As Ian Patrick explains, QSuper and Sunsuper each had a different custodian – Northern Trust and State Street respectively.
“The process to select a single custodian for ART was completed in late 2022 and resulted in State Street being appointed.
“The consolidation of all of ART’s custody under State Street will occur later this year (a custody transition is a very significant exercise). The consolidation of all custody under State Street is an important pre-requisite to fully merging the two asset pools.
“Having said that, the Investments team is an integrated team and manages the two asset pools in an integrated way, and has made investments since merger on a joint basis across both asset pools.”
ART and AustralianSuper also have different businesses when it comes to the increasingly important retirement income side of the business.
ART has had a head start with a strong background in the defined benefit space as a result of its strong roots in the Queensland public service.
ART has retirement income products including the QSuper Lifetime Pension product, which was designed by the former head of product for QSuper, Ben Hillier, (now at AMP) and launched in 2021.

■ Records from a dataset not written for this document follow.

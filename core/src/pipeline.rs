//! Pipeline orchestration: generation and train/evaluate glue.
//!
//! STAGE ORDER (fixed, documented, never reordered):
//!   1. Load every persisted run from the data directory
//!   2. Extract rolling-window features per run
//!   3. Stratified train/validation split
//!   4. Fit the classifier on the training split
//!   5. Score the validation split (classification report)
//!   6. Predict class probabilities for the full feature table
//!   7. Project P(normal) into the health index
//!   8. Persist health_index.csv, figures, registry rows
//!
//! RULES:
//!   - No stage mutates the output of an earlier stage.
//!   - Any error aborts the pipeline; nothing half-written is renamed in.

use crate::{
    classifier::{Classifier, RandomForest},
    config::{GenerationConfig, PipelineConfig},
    error::{TelemetryError, TelemetryResult},
    fault::Regime,
    features::{extract_features, FeatureTable},
    health::{health_series, HealthSeries, RunHealthSummary},
    metrics::{classification_report, ClassificationReport},
    persist::{load_runs, write_health_csv, write_run_csv, HEALTH_INDEX_FILE},
    plot::{plot_channel_by_regime, plot_health_index},
    run::{Run, RunGenerator},
    split::{select, stratified_split},
    store::{new_session_id, PipelineStore},
    types::Channel,
};
use std::path::PathBuf;

/// Run generator configured from the generation section, overrides applied.
pub fn build_generator(config: &GenerationConfig) -> TelemetryResult<RunGenerator> {
    let mut generator = RunGenerator::new(config.seed, config.duration_s, config.sample_rate_hz)?;
    for signature in &config.fault_overrides {
        generator = generator.with_signature(signature.clone())?;
    }
    Ok(generator)
}

/// Every regime, every replicate, in regime order.
pub fn generate_all_runs(config: &GenerationConfig) -> TelemetryResult<Vec<Run>> {
    let generator = build_generator(config)?;
    let mut runs = Vec::new();
    for regime in Regime::ALL {
        runs.extend(generator.generate_runs(regime, config.replicates_for(regime))?);
    }
    Ok(runs)
}

#[derive(Debug, Clone)]
pub struct GenerationSummary {
    pub session_id: String,
    pub files:      Vec<PathBuf>,
}

/// Generate all runs and write one CSV per run into the data directory.
pub fn generate_dataset(
    config: &PipelineConfig,
    store: Option<&PipelineStore>,
) -> TelemetryResult<GenerationSummary> {
    config.validate()?;
    let session_id = new_session_id();
    if let Some(store) = store {
        store.insert_session(&session_id, "generate", config.generation.seed, &serde_json::to_string(config)?)?;
    }

    let runs = generate_all_runs(&config.generation)?;
    let mut files = Vec::with_capacity(runs.len());
    for run in &runs {
        let path = write_run_csv(&config.paths.data_dir, run)?;
        if let Some(store) = store {
            store.record_generated_run(&session_id, run, &path)?;
        }
        files.push(path);
    }

    log::info!(
        "saved {} synthetic runs to {}",
        files.len(),
        config.paths.data_dir.display()
    );
    Ok(GenerationSummary { session_id, files })
}

#[derive(Debug, Clone)]
pub struct Evaluation {
    pub classifier:      &'static str,
    pub classes:         Vec<Regime>,
    pub train_rows:      usize,
    pub validation_rows: usize,
    pub report:          ClassificationReport,
    pub health:          HealthSeries,
    pub summaries:       Vec<RunHealthSummary>,
}

/// Stages 3–7 against any classifier.
pub fn evaluate<C: Classifier>(
    classifier: &mut C,
    features: &FeatureTable,
    config: &PipelineConfig,
) -> TelemetryResult<Evaluation> {
    let labels = features
        .labels
        .as_ref()
        .ok_or_else(|| TelemetryError::invalid("labels", "training needs a labeled feature table"))?;

    let split = stratified_split(labels, config.split.validation_fraction, config.split.seed)?;
    log::info!("split: {} train rows, {} validation rows", split.train.len(), split.validation.len());

    classifier.fit(&select(&features.rows, &split.train), &select(labels, &split.train))?;

    let predicted = classifier.predict(&select(&features.rows, &split.validation))?;
    let report = classification_report(&select(labels, &split.validation), &predicted)?;
    log::info!("validation accuracy {:.4} ({})", report.accuracy, classifier.name());

    let probabilities = classifier.predict_probabilities(&features.rows)?;
    let health = health_series(features, &probabilities, &config.health)?;
    let summaries = health.summarize(config.health.alarm_threshold);

    Ok(Evaluation {
        classifier: classifier.name(),
        classes: classifier.classes().to_vec(),
        train_rows: split.train.len(),
        validation_rows: split.validation.len(),
        report,
        health,
        summaries,
    })
}

#[derive(Debug, Clone)]
pub struct PipelineReport {
    pub session_id: String,
    pub evaluation: Evaluation,
    pub health_csv: PathBuf,
    pub figures:    Vec<PathBuf>,
}

/// The full train, evaluate, health-index and plot pipeline.
pub fn train_and_evaluate(
    config: &PipelineConfig,
    store: Option<&PipelineStore>,
) -> TelemetryResult<PipelineReport> {
    config.validate()?;
    let session_id = new_session_id();

    let table = load_runs(&config.paths.data_dir)?;
    let features = extract_features(&table, config.features.window)?;

    let mut forest = RandomForest::new(config.forest.clone());
    let evaluation = evaluate(&mut forest, &features, config)?;

    let health_csv = config.paths.data_dir.join(HEALTH_INDEX_FILE);
    write_health_csv(&health_csv, &evaluation.health)?;

    let figures = vec![
        config.paths.figures_dir.join("health_index.svg"),
        config.paths.figures_dir.join("time_series_Pc.svg"),
    ];
    plot_health_index(&figures[0], &evaluation.health, config.health.alarm_threshold)?;
    plot_channel_by_regime(&figures[1], &table, Channel::ChamberPressure)?;

    if let Some(store) = store {
        store.insert_session(&session_id, "train", config.forest.seed, &serde_json::to_string(config)?)?;
        store.record_report(&session_id, evaluation.classifier, &evaluation.report)?;
        store.record_run_health(&session_id, &evaluation.summaries)?;
    }

    Ok(PipelineReport { session_id, evaluation, health_csv, figures })
}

AustralianSuper, which has a younger member cohort, is still working on its retirement income products under the leadership of Shawn Blackmore, a 16 year AustralianSuper veteran who was appointed to the role of Chief Retirement Officer last December.
Significantly, the two industry giants have combined in their submission to the Federal Government in response to Michelle Levy’s Quality of Advice review which is being overseen by Financial Services Minister Stephen Jones.
By lining up together, the funds have become a powerful force advocating very specific legislative changes needed to allow super funds to play a bigger role in providing financial advice to their members.
Some observers have described this approach as “co-opetition.”
At more than $2.3 trillion, the APRA regulated superannuation market in Australia has plenty of room for several megafunds.
AustralianSuper has dominated the market for many years but now ART’s big move south of the border will challenge its dominance and be watched with interest.